* What to work on
Scan the entries below. Return every line that includes "into".

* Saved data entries
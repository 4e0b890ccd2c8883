#[cfg(test)]
mod tests {
    use glam::DVec3;

    use crate::constants::*;
    use crate::enums::{FeatureKind, SampleDepth};
    use crate::paths::{OverlayPath, PowerLinePath, RailPath, RoadPath, SplinePoint};
    use crate::types::*;

    fn make_grid() -> ElevationGrid {
        #[rustfmt::skip]
        let samples: Vec<u16> = vec![
            1, 2, 3,
            4, 5, 6,
        ];
        ElevationGrid::new(3, 2, samples).unwrap()
    }

    fn straight_points(n: usize) -> Vec<SplinePoint> {
        (0..n)
            .map(|i| SplinePoint::new(DVec3::new(i as f64 * 10.0, 0.0, 0.0)))
            .collect()
    }

    #[test]
    fn test_grid_rejects_wrong_sample_count() {
        let err = ElevationGrid::new(3, 3, vec![0; 8]).unwrap_err();
        assert_eq!(
            err,
            GridError::SampleCount {
                width: 3,
                height: 3,
                expected: 9,
                actual: 8
            }
        );
    }

    #[test]
    fn test_grid_accessors() {
        let grid = make_grid();
        assert_eq!(grid.get(0, 0), Some(1));
        assert_eq!(grid.get(2, 1), Some(6));
        assert_eq!(grid.get(3, 0), None);
        assert_eq!(grid.get(0, 2), None);
        assert_eq!(grid.row(1), &[4, 5, 6]);
        assert_eq!(grid.min_max(), Some((1, 6)));
    }

    #[test]
    fn test_flip_rows_reverses_row_order() {
        let flipped = make_grid().flip_rows();
        assert_eq!(flipped.samples(), &[4, 5, 6, 1, 2, 3]);
        assert_eq!(flipped.width(), 3);
        assert_eq!(flipped.height(), 2);
    }

    #[test]
    fn test_flip_rows_is_involution() {
        let samples: Vec<u16> = (0..35u16).map(|v| v.wrapping_mul(1871)).collect();
        let grid = ElevationGrid::new(5, 7, samples).unwrap();
        assert_eq!(grid.flip_rows().flip_rows(), grid);
    }

    #[test]
    fn test_flip_rows_empty_grid() {
        let grid = ElevationGrid::new(0, 0, Vec::new()).unwrap();
        assert_eq!(grid.flip_rows(), grid);
        assert_eq!(grid.min_max(), None);
    }

    #[test]
    fn test_grid_serde_enforces_invariant() {
        let grid = make_grid();
        let json = serde_json::to_string(&grid).unwrap();
        let back: ElevationGrid = serde_json::from_str(&json).unwrap();
        assert_eq!(back, grid);

        let bad = r#"{"width":2,"height":2,"samples":[1,2,3]}"#;
        assert!(serde_json::from_str::<ElevationGrid>(bad).is_err());
    }

    #[test]
    fn test_sample_to_elevation() {
        let meta = TerrainMetadata {
            width: 2,
            height: 2,
            min_elevation: -100.0,
            max_elevation: 900.0,
            pixel_size_x: 30.0,
            pixel_size_y: 30.0,
            crs: "EPSG:4326".into(),
            bounds: None,
        };
        assert!(meta.has_valid_elevation_range());
        assert!((meta.sample_to_elevation(0) + 100.0).abs() < 1e-9);
        assert!((meta.sample_to_elevation(MAX_SAMPLE) - 900.0).abs() < 1e-9);
    }

    #[test]
    fn test_degenerate_elevation_range() {
        let meta = TerrainMetadata {
            width: 1,
            height: 1,
            min_elevation: 50.0,
            max_elevation: 50.0,
            pixel_size_x: 1.0,
            pixel_size_y: 1.0,
            crs: String::new(),
            bounds: None,
        };
        assert!(!meta.has_valid_elevation_range());
    }

    #[test]
    fn test_bounds_from_array() {
        let b = GeoBounds::from_array([10.0, 20.0, 11.0, 22.0]);
        assert_eq!(b.min, [10.0, 20.0]);
        assert_eq!(b.max, [11.0, 22.0]);
        assert!((b.width() - 1.0).abs() < 1e-12);
        assert!((b.height() - 2.0).abs() < 1e-12);
    }

    #[test]
    fn test_tile_origins() {
        let layout = TileLayout::new(63, 2, 2, true);
        let origins: Vec<[u32; 2]> = layout.tile_origins().collect();
        assert_eq!(origins, vec![[0, 0], [63, 0], [0, 63], [63, 63]]);
        assert_eq!(layout.tile_count(), 4);
        assert_eq!(layout.covered_quads(), (126, 126));
        assert_eq!(layout.vertices_per_tile(), 64);
        assert_eq!(layout.subsection_quads(), 63);
        assert_eq!(layout.sections_per_tile, SECTIONS_PER_TILE);
    }

    #[test]
    fn test_world_extent() {
        let terrain = NormalizedTerrain {
            grid: ElevationGrid::filled(11, 21, 0),
            scale: DVec3::new(100.0, 50.0, 1.0),
            layout: TileLayout::new(7, 1, 1, false),
        };
        let extent = terrain.world_extent();
        assert!((extent.x - 1000.0).abs() < 1e-9);
        assert!((extent.y - 1000.0).abs() < 1e-9);
    }

    #[test]
    fn test_result_paths_order_and_kinds() {
        let result = TerrainImportResult {
            terrain: NormalizedTerrain {
                grid: ElevationGrid::filled(2, 2, 0),
                scale: DVec3::ONE,
                layout: TileLayout::new(255, 1, 1, true),
            },
            roads: vec![RoadPath {
                id: "r1".into(),
                name: "Main".into(),
                road_type: "primary".into(),
                width: 800.0,
                lanes: 2,
                surface: "asphalt".into(),
                one_way: false,
                points: straight_points(3),
            }],
            railways: vec![RailPath {
                id: "t1".into(),
                tracks: 2,
                electrified: true,
                gauge: DEFAULT_RAIL_GAUGE_METERS,
                points: straight_points(2),
            }],
            power_lines: vec![PowerLinePath {
                id: "p1".into(),
                cables: 3,
                voltage: "110000".into(),
                cable_points: straight_points(4),
                tower_positions: vec![DVec3::ZERO],
            }],
        };

        let kinds: Vec<FeatureKind> = result.paths().map(|p| p.kind()).collect();
        assert_eq!(
            kinds,
            vec![FeatureKind::Road, FeatureKind::Railway, FeatureKind::PowerLine]
        );
        assert_eq!(result.feature_count(), 3);

        let line = result.paths().last().unwrap();
        assert_eq!(line.id(), "p1");
        assert_eq!(line.points().len(), 4);
        assert!((line.polyline_length() - 30.0).abs() < 1e-9);

        match result.paths().next().unwrap() {
            OverlayPath::Road(road) => assert_eq!(road.name, "Main"),
            other => panic!("expected road first, got {:?}", other.kind()),
        };
    }

    #[test]
    fn test_feature_kind_keys() {
        assert_eq!(FeatureKind::Road.collection_key(), "roads");
        assert_eq!(FeatureKind::Railway.points_key(), "points");
        assert_eq!(FeatureKind::PowerLine.collection_key(), "power_lines");
        assert_eq!(FeatureKind::PowerLine.points_key(), "cable_points");
    }

    #[test]
    fn test_feature_kind_serde() {
        let variants = vec![FeatureKind::Road, FeatureKind::Railway, FeatureKind::PowerLine];
        for v in variants {
            let json = serde_json::to_string(&v).unwrap();
            let back: FeatureKind = serde_json::from_str(&json).unwrap();
            assert_eq!(v, back);
        }
        assert_eq!(
            serde_json::to_string(&FeatureKind::PowerLine).unwrap(),
            "\"power_line\""
        );
    }

    #[test]
    fn test_sample_depth_from_bits() {
        assert_eq!(SampleDepth::from_bits(8), Some(SampleDepth::Eight));
        assert_eq!(SampleDepth::from_bits(16), Some(SampleDepth::Sixteen));
        assert_eq!(SampleDepth::from_bits(12), None);
        assert_eq!(SampleDepth::Sixteen.bytes_per_sample(), 2);
        assert_eq!(SampleDepth::Eight.bits(), 8);
    }
}
//! Terrain import orchestration for Tessera.
//!
//! Ties raster decoding, metadata parsing, normalization and overlay
//! parsing into a single import producing a [`TerrainImportResult`].

pub use tessera_core as core;
pub use tessera_overlay as overlay;
pub use tessera_terrain as terrain;

pub mod config;
pub mod pipeline;


// Re-export key types for convenience.
pub use config::{ConfigError, ImportConfig, RasterConfig};
pub use pipeline::{check_dimensions, ImportError, ImportSources, TerrainImporter};
pub use tessera_core::TerrainImportResult;
//! Terrain raster ingestion for Tessera.
//!
//! Raster decoding, metadata parsing, tile layout planning
//! and world-space normalization of elevation grids.

pub use tessera_core as core;

pub mod layout;
pub mod metadata;
pub mod normalize;
pub mod raster;

// Re-export key types for convenience.
pub use layout::plan_tile_layout;
pub use metadata::{parse_metadata, validate_elevation_range, MetadataError};
pub use normalize::{normalize, world_scale, NormalizeOptions};
pub use raster::{decode_raster, decode_samples, DecodeError};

* Solution for this task
            crs: "EPSG:4326".into(),
                id: "r1".into(),
                name: "Main".into(),
                road_type: "primary".into(),
                surface: "asphalt".into(),
                id: "t1".into(),
                id: "p1".into(),
                voltage: "110000".into(),
//! parsing into a single import producing a [`TerrainImportResult`].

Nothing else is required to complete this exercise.